Ho fagocitato l'ultimo di King come un bulimico spazza le sue ciambelle con la crema. Il Re è tornato in forma smagliante nella forma racconto.

Si entra nelle storie senza tanti preamboli. Tempo una pagina e già ti proietta a tutta forza nel suo universo parallelo, così distante eppure così familiare. Quel mondo che sembra così simile al nostro ma che.. basta una virgola, un soffio di vento, una banale disputa per far saltare tutte le regolette che lo disciplinano.

Sapete quei castelli di carte da gioco.

Usuali, facili da fare. Chi non li sa mettere in piedi? Un attimo di disattenzione nel posare una carta, un dito, un gomito e..

...E' solo una pagina, ma King già ci fa rizzare i peli sulle braccia: perchè? Perchè con una frasetta innocente ci dice subito cosa ci aspetta o cosa potremmo aspettarci. Le ambientazioni sono tutte "normali" nei racconti che ci propone. Il primo, "1922", riprende quelle sensazioni che forse (noi kinghiani) avevamo perso oramai da trenta anni, quella sensazione di claustrofobia "ittiana" e soprattutto quella inevitabilità, ineluttabilità del divenire della storia. Tutto è scritto ma si va avanti. Anzi King mette benzina sul fuoco ad ogni pagina e, dopo ogni pagina, non puoi smettere. No. Devi sapere come continua, lo puoi immaginare... ma tu DEVI sapere.

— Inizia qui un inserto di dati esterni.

//! Shared application router builder.
//!
//! [`build_app_router`] is used by both the binary (`main.rs`) and the
//! integration tests (`tests/common/mod.rs`) so they run the same
//! middleware stack.

use std::time::Duration;

use axum::http::header::{AUTHORIZATION, CONTENT_TYPE};
use axum::http::{HeaderName, Method};
use axum::Router;
use tower_http::catch_panic::CatchPanicLayer;
use tower_http::cors::CorsLayer;
use tower_http::request_id::{MakeRequestUuid, PropagateRequestIdLayer, SetRequestIdLayer};
use tower_http::trace::{DefaultMakeSpan, DefaultOnResponse, TraceLayer};
use tracing::Level;

use crate::config::ServerConfig;
use crate::routes;
use crate::state::AppState;

/// Build the full application [`Router`] with all middleware layers.
///
/// The middleware stack is applied bottom-up:
///
/// 1. CORS
/// 2. Set request ID on incoming requests
/// 3. Structured request/response tracing
/// 4. Propagate request ID to response
/// 5. Panic recovery (catch panics, return 500)
///
/// The request timeout is applied inside [`routes::api_routes`] because the
/// status stream must be exempt from it.
pub fn build_app_router(state: AppState, config: &ServerConfig) -> Router {
    let cors = build_cors_layer(config);
    let request_id_header = HeaderName::from_static("x-request-id");

    Router::new()
        // Health check at root level (not under /api/v1).
        .merge(routes::health::router())
        // API v1 routes.
        .nest(
            "/api/v1",
            routes::api_routes(Duration::from_secs(config.request_timeout_secs)),
        )
        // -- Middleware stack (applied bottom-up) --
        .layer(CatchPanicLayer::new())
        .layer(PropagateRequestIdLayer::new(request_id_header.clone()))
        .layer(
            TraceLayer::new_for_http()
                .make_span_with(DefaultMakeSpan::new().level(Level::INFO))
                .on_response(DefaultOnResponse::new().level(Level::INFO)),
        )
        .layer(SetRequestIdLayer::new(request_id_header, MakeRequestUuid))
        .layer(cors)
        .with_state(state)
}

/// Build the CORS middleware layer from server configuration.
///
/// Panics at startup if any configured origin is invalid.
pub fn build_cors_layer(config: &ServerConfig) -> CorsLayer {
    let origins: Vec<_> = config
        .cors_origins
        .iter()
        .map(|o| {
            o.parse()
                .unwrap_or_else(|e| panic!("Invalid CORS origin '{o}': {e}"))
        })
        .collect();

    CorsLayer::new()
        .allow_origin(origins)
        .allow_methods([Method::GET, Method::POST])
        .allow_headers([CONTENT_TYPE, AUTHORIZATION])
        .allow_credentials(true)
        .max_age(Duration::from_secs(3600))
}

"1922" è narrato in prima persona come una sorta di diario, tenebroso, solenne, mistico, drammatico.

Si finisce in un soffio. Ma attenzione, basta cadere nel tranello di pensare: "vabbè questo era davvero buono mi leggo solo due paginette del prossimo per sentire che aria tira".... e ZAC! Percepite immediatamente la trappola d'acciaio che il buon King aveva nascosto e che ora vi comprime la materia grigia. Porcaccia-di-quella-eva! Ma questo è più forte del primo!!! Evvia, ripartite a mille.

"Maxicamionista" è inesorabile, va come un treno. Non ammette assolutamente fermate, niente pipì, niente merenda, niente debaser, niente. Siete saliti e adesso dovete andare!

Alla fine, strano per un racconto di King, ma alla fine, dicevo, il racconto ci lascia un sorrisino malefico nonché ebete nonché sornione. Si.

Lo stile negli ultimi tre racconti, rispetto al primo, è invece quello più moderno dell'ultimo King. Quello degli ultimi 15-20 anni. Faccio una pausa per riprendere fiato prima del rollercoster finale e per accennare alla traduzione di Wu Ming 1 (andatevi a scoprire chi è) che sostituisce per la prima volta il mitico Dobner. Qualcuno ha storto il naso. Ora la prosa è più misurata, meno pirotecnica, più lineare e direi, "matura". A me è piaciuta molto.

"La giusta estensione" vola via come una farfalla (morta). L'importante è che, nel mentre, non pensiate a qualche vostro caro amico debaseriano... eh eh eh...

In apnea sull'ultimo, stupendo racconto: "Un bel matrimonio"

Altra pausa. Questa raccolta ha un altro pregio oltre a quello di averci ridato un King immenso. Il nostro scrittore riesce a mettere in piedi, con questi racconti, una notevolissima (e molto solida) introspezione psicologica dei personaggi femminili. Le donne qui sono protagoniste. E King ne sviscera (che bel verbo eh?) i pensieri più profondi, quelli che noi maschietti possiamo solo immaginare, a volte.

King in questo è un vero Mostro.

L'ultimo giro di giostra, dicevo, è forse uno dei migliori racconti di sempre del Nostro.

Gran ritmo, grandissima idea, superba esecuzione delle stessa.

Insomma finale col.. botto.

E adesso, proprio perchè sono cresciuto con King e sono diventato un Fedele Lettore Fetente vi svelo le ultime righe del libro, sicuro di farvi contenti: "Fedele lettore ... credo che la maggior parte della gente sia fondamentalmente buona. Io so di esserlo. E' di te che non sono del tutto certo".